How desal plants turn backwash from waste into water savings

Pretreatment backwash can run 2–8% of a desalination plant’s throughput, yet a clarifier‑thickener with flocculant routinely strips out >90% of solids and recycles the supernatant to the front of the plant, cutting intake and fees, according to industry studies and U.S. EPA guidance.

Industry: Desalination | Process: Pre

Desalination pretreatment filters generate a surprising volume of dirty watee assessments peg backwash effluent at 2–8% of plant throughput (www.mdpi.com) (nepis.epa.gov). For a 100,000 m³/d facility, that’s roughly 2,000–8,000 m³/d of wash water—0.5–5% of feed—needing treatment before reuse or discharge (nepis.epa.gov).

Backwash comes off media like dual‑media sand beds (a common multimedia stage; see sand/silica filtration) and membranes such as UF (ultrafiltration) used as pretreatment ahead of RO (reverse osmosis) (ultrafiltration). It is a dilute slurry—about 0.05–0.1% TSS (total suspended solids), or ≈500–1,000 mg/L solids (nepis.epa.gov)—with turbidity reported at about 25× the intake by Wolska et al. (www.mdpi.com). Organic‑coagulant residues and microbes (from pre‑chlorination) can be present. In short, backwash water is high‑volume but relatively low‑solids, requiring treatment to remove >90% of particulates before reuse.

Equalization and flocculation sequence

The basic flow is straightforward: collect backwash in an equalization tank, then pump to a clarification basin (often combined with a thickener). A rapid‑mix chamber meters coagulant or polymeric flocculant—common practice is polyacrylamide at a few mg/L—to aggregate particles (www.mdpi.com), with chemical feed handled by a dosing pump and polymer make‑down via flocculants. Flocculated solids settle by gravity in a clarifier, where 30–60 minutes detention typically achieves >90–95% TSS removal; conventional sedimentation after coagulation routinely meets <20 mg/L turbidity outflow (nepis.epa.gov). Overflow (the clear supernatant) is then routed onward.

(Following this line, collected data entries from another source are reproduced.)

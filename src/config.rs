use std::{env, time::Duration};

use secrecy::{ExposeSecret, SecretString};

use crate::errors::{AppError, AppResult};

pub const DEFAULT_MODEL_API_BASE: &str = "https://api.groq.com/openai/v1";
pub const DEFAULT_MODEL_BACKENDS: &str =
    "llama-3.3-70b-versatile,llama-3.1-70b-versatile,mixtral-8x7b-32768";

#[derive(Clone, Debug)]
pub struct Config {
    pub web_server_host: String,
    pub web_server_port: u16,
    pub cors_allowed_origin: String,
    pub model_api_key: SecretString,
    pub model_api_base: String,
    /// Model identifiers, tried in this order.
    pub model_backends: Vec<String>,
    pub model_temperature: f32,
    pub model_max_tokens: u32,
    pub model_timeout_seconds: u64,
}

impl Config {
    pub fn from_env() -> Self {
        Self {
            web_server_host: env::var("WEB_SERVER_HOST")
                .unwrap_or_else(|_| "127.0.0.1".to_string()),
            web_server_port: env::var("WEB_SERVER_PORT")
                .ok()
                .and_then(|p| p.parse().ok())
                .unwrap_or(8080),
            cors_allowed_origin: env::var("CORS_ALLOWED_ORIGIN")
                .unwrap_or_else(|_| "http://localhost:3000".to_string()),
            model_api_key: SecretString::from(
                env::var("MODEL_API_KEY")
                    .or_else(|_| env::var("GROQ_API_KEY"))
                    .unwrap_or_default(),
            ),
            model_api_base: env::var("MODEL_API_BASE")
                .unwrap_or_else(|_| DEFAULT_MODEL_API_BASE.to_string()),
            model_backends: parse_backend_list(
                &env::var("MODEL_BACKENDS").unwrap_or_else(|_| DEFAULT_MODEL_BACKENDS.to_string()),
            ),
            model_temperature: env::var("MODEL_TEMPERATURE")
                .ok()
                .and_then(|t| t.parse().ok())
                .unwrap_or(0.7),
            model_max_tokens: env::var("MODEL_MAX_TOKENS")
                .ok()
                .and_then(|t| t.parse().ok())
                .unwrap_or(8000),
            model_timeout_seconds: env::var("MODEL_TIMEOUT_SECONDS")
                .ok()
                .and_then(|t| t.parse().ok())
                .unwrap_or(60),
        }
    }

    /// Rejects configuration the server cannot start with.
    pub fn validate(&self) -> AppResult<()> {
        if self.model_api_key.expose_secret().trim().is_empty() {
            return Err(AppError::ConfigError(
                "MODEL_API_KEY (or GROQ_API_KEY) must be set".to_string(),
            ));
        }

        if self.model_backends.is_empty() {
            return Err(AppError::ConfigError(
                "MODEL_BACKENDS must name at least one model".to_string(),
            ));
        }

        if self.model_max_tokens == 0 {
            return Err(AppError::ConfigError(
                "MODEL_MAX_TOKENS must be greater than zero".to_string(),
            ));
        }

        if self.model_timeout_seconds == 0 {
            return Err(AppError::ConfigError(
                "MODEL_TIMEOUT_SECONDS must be greater than zero".to_string(),
            ));
        }

        Ok(())
    }

    pub fn model_timeout(&self) -> Duration {
        Duration::from_secs(self.model_timeout_seconds)
    }

    #[cfg(test)]
    pub fn test_config() -> Self {
        Self {
            web_server_host: "127.0.0.1".to_string(),
            web_server_port: 8080,
            cors_allowed_origin: "http://localhost:3000".to_string(),
            model_api_key: SecretString::from("test_api_key".to_string()),
            model_api_base: "http://localhost:9999/v1".to_string(),
            model_backends: vec!["model-a".to_string(), "model-b".to_string()],
            model_temperature: 0.7,
            model_max_tokens: 512,
            model_timeout_seconds: 5,
        }
    }
}

/// Splits a comma-separated backend list, dropping blank entries.
pub fn parse_backend_list(raw: &str) -> Vec<String> {
    raw.split(',')
        .map(str::trim)
        .filter(|name| !name.is_empty())
        .map(str::to_string)
        .collect()
}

Design sizing is anchored to peak backwash flow. As an example, 5,000 m³/d of washwater (≈3.5 L/s) might use a 140 m³ clarifier assuming a 12‑minute process time. Polymer dose is set by jar tests; typical consumption runs ~0.5–1 kg per 1,000 m³ of backwash. Under such design, bench/field data show >90% turbidity removal, yielding treated water <20 mg/L TSS (nepis.epa.gov).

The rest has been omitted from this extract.